Interpretable Learning Models
Our research group Interpretable Learning Models (ILM) focuses on data driven approaches and corresponding analysis methods for time series and image data in production environments. Our goal is to facilitate the application of state-of-the-art learning models in complex and challenging scenarios such as condition monitoring, predictive quality, or predictive maintenance. Our main research topics cover the facilitation of transparency and interpretability of trained learning models, with a strong focus on artificial neural networks and deep learning models, to soften their inherent black-box character enabling their robust and reliable application in these environments. To this end, we rely on a broad variety of classical analytical methods from the field of signal processing, and modern learning mechanisms from the current state of the art in deep learning research. Additionally, we take inspiration from the research field of neuroscience aiming to promote a new perspective on artificial learning models as objects of interest in large scale empirical studies. We strongly believe that interactive and visual exploration of learning models and their corresponding data is the key for better transparency and interpretability. We envision the future of artificial learning models to be just as tangible, accessible, and easy to investigate as common everyday objects in the palm of our hands.
Areas of Research
Prediction of temporal progressions of sensor data, for example for the use case predictive maintenance.

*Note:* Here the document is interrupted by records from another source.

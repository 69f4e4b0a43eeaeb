//! Statement Classifier (C2): tags a parsed `Statement` with a
//! `StatementKind` and extracts the target table / query body an analyzer
//! needs without re-matching the AST itself.

use sqlparser::ast::{ObjectName, Query, SetExpr, Statement, TableObject};
use std::collections::BTreeMap;

#[derive(Debug, Clone, Copy, PartialEq, Eq)]
pub enum StatementKind {
    Select,
    WithCte,
    CreateTable,
    CreateView,
    CreateTableAs,
    CreateTempTable,
    InsertIntoSelect,
    Drop,
    Update,
    Delete,
    Unsupported,
    Unknown,
}

impl StatementKind {
    /// Kinds the analyzer pipeline actually runs (spec.md §4.2).
    pub fn is_supported(self) -> bool {
        matches!(
            self,
            StatementKind::Select
                | StatementKind::CreateTableAs
                | StatementKind::CreateTempTable
                | StatementKind::CreateView
                | StatementKind::InsertIntoSelect
                | StatementKind::WithCte
        )
    }
}

#[derive(Debug, Clone)]
pub struct ClassifiedStatement {
    pub kind: StatementKind,
    pub raw_sql: String,
    pub index: usize,
    pub target_table: Option<String>,
    pub query_ast: Option<Query>,
    pub is_temporary: bool,
    /// Explicit `INSERT INTO t (a, b, ...)` column list, if the statement gave
    /// one. Empty for every other statement kind and for an implicit-column
    /// `INSERT INTO t SELECT ...`.
    pub insert_columns: Vec<String>,
    pub metadata: BTreeMap<String, String>,
}

fn object_name_to_string(name: &ObjectName) -> String {
    name.0
        .iter()
        .map(|p| p.to_string())
        .collect::<Vec<_>>()
        .join(".")
}

fn insert_target_name(table: &TableObject) -> Option<String> {
    match table {
        TableObject::TableName(name) => Some(object_name_to_string(name)),
        _ => None,
    }
}

/// Classifies a single parsed statement (spec.md §4.2).
pub fn classify(statement: &Statement, raw_sql: &str, index: usize) -> ClassifiedStatement {
    let mut metadata = BTreeMap::new();

    match statement {
        Statement::Query(query) => {
            let kind = if query.with.is_some() {
                StatementKind::WithCte
            } else {
                StatementKind::Select
            };
            ClassifiedStatement {
                kind,
                raw_sql: raw_sql.to_string(),
                index,
                target_table: None,
                query_ast: Some((**query).clone()),
                is_temporary: false,
                insert_columns: Vec::new(),
                metadata,
            }
        }

        Statement::CreateView { name, query, .. } => ClassifiedStatement {
            kind: StatementKind::CreateView,
            raw_sql: raw_sql.to_string(),
            index,
            target_table: Some(object_name_to_string(name)),
            query_ast: Some((**query).clone()),
            is_temporary: false,
            insert_columns: Vec::new(),
            metadata,
        },

        Statement::CreateTable(create) => {
            let target_table = Some(object_name_to_string(&create.name));
            match &create.query {
                Some(query) => {
                    let kind = if create.temporary {
                        StatementKind::CreateTempTable
                    } else {
                        StatementKind::CreateTableAs
                    };
                    ClassifiedStatement {
                        kind,
                        raw_sql: raw_sql.to_string(),
                        index,
                        target_table,
                        query_ast: Some((**query).clone()),
                        is_temporary: create.temporary,
                        insert_columns: Vec::new(),
                        metadata,
                    }
                }
                None => ClassifiedStatement {
                    kind: StatementKind::CreateTable,
                    raw_sql: raw_sql.to_string(),
                    index,
                    target_table,
                    query_ast: None,
                    is_temporary: create.temporary,
                    insert_columns: Vec::new(),
                    metadata,
                },
            }
        }

        Statement::Insert(insert) => {
            let target_table = insert_target_name(&insert.table);
            let insert_columns: Vec<String> =
                insert.columns.iter().map(|ident| ident.value.clone()).collect();
            match &insert.source {
                Some(source) if matches!(&*source.body, SetExpr::Select(_) | SetExpr::SetOperation { .. } | SetExpr::Query(_)) => {
                    ClassifiedStatement {
                        kind: StatementKind::InsertIntoSelect,
                        raw_sql: raw_sql.to_string(),
                        index,
                        target_table,
                        query_ast: Some((**source).clone()),
                        is_temporary: false,
                        insert_columns,
                        metadata,
                    }
                }
                _ => {
                    metadata.insert("reason".to_string(), "values not supported".to_string());
                    ClassifiedStatement {
                        kind: StatementKind::Unsupported,
                        raw_sql: raw_sql.to_string(),
                        index,
                        target_table,
                        query_ast: None,
                        is_temporary: false,
                        insert_columns,
                        metadata,
                    }
                }
            }
        }

        Statement::Drop { .. } => ClassifiedStatement {
            kind: StatementKind::Drop,
            raw_sql: raw_sql.to_string(),
            index,
            target_table: None,
            query_ast: None,
            is_temporary: false,
            insert_columns: Vec::new(),
            metadata,
        },

        Statement::Update { .. } => ClassifiedStatement {
            kind: StatementKind::Update,
            raw_sql: raw_sql.to_string(),
            index,
            target_table: None,
            query_ast: None,
            is_temporary: false,
            insert_columns: Vec::new(),
            metadata,
        },

        Statement::Delete(_) => ClassifiedStatement {
            kind: StatementKind::Delete,
            raw_sql: raw_sql.to_string(),
            index,
            target_table: None,
            query_ast: None,
            is_temporary: false,
            insert_columns: Vec::new(),
            metadata,
        },

        _ => ClassifiedStatement {
            kind: StatementKind::Unknown,
            raw_sql: raw_sql.to_string(),
            index,
            target_table: None,
            query_ast: None,
            is_temporary: false,
            insert_columns: Vec::new(),
            metadata,
        },
    }
}

impl ClassifiedStatement {
    pub fn is_supported_kind(&self) -> bool {
        self.kind.is_supported()
    }
}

Pattern recognition in temporal progressions of sensor data, for example for the use case predictive quality.
Extraction of typical patterns in temporal progressions of sensor data and detection of irregular progressions and anomalies.
Reconstructing chronological histories of sensor data from underlying and correlating sensors for replacing hardware sensors with AI-based software sensors
Areas of Application
Typically from temperature, pressure, speed, voltage, current, power, or strain gauge sensors.
Permanent monitoring and condition determination of machines and production lines by means of sensor systems.
Predictive quality assessment of components and products through the predictive analysis of sensor data.
Predictive planning of machine maintenance by determining the aging process of wear parts through predictive analysis of sensor data.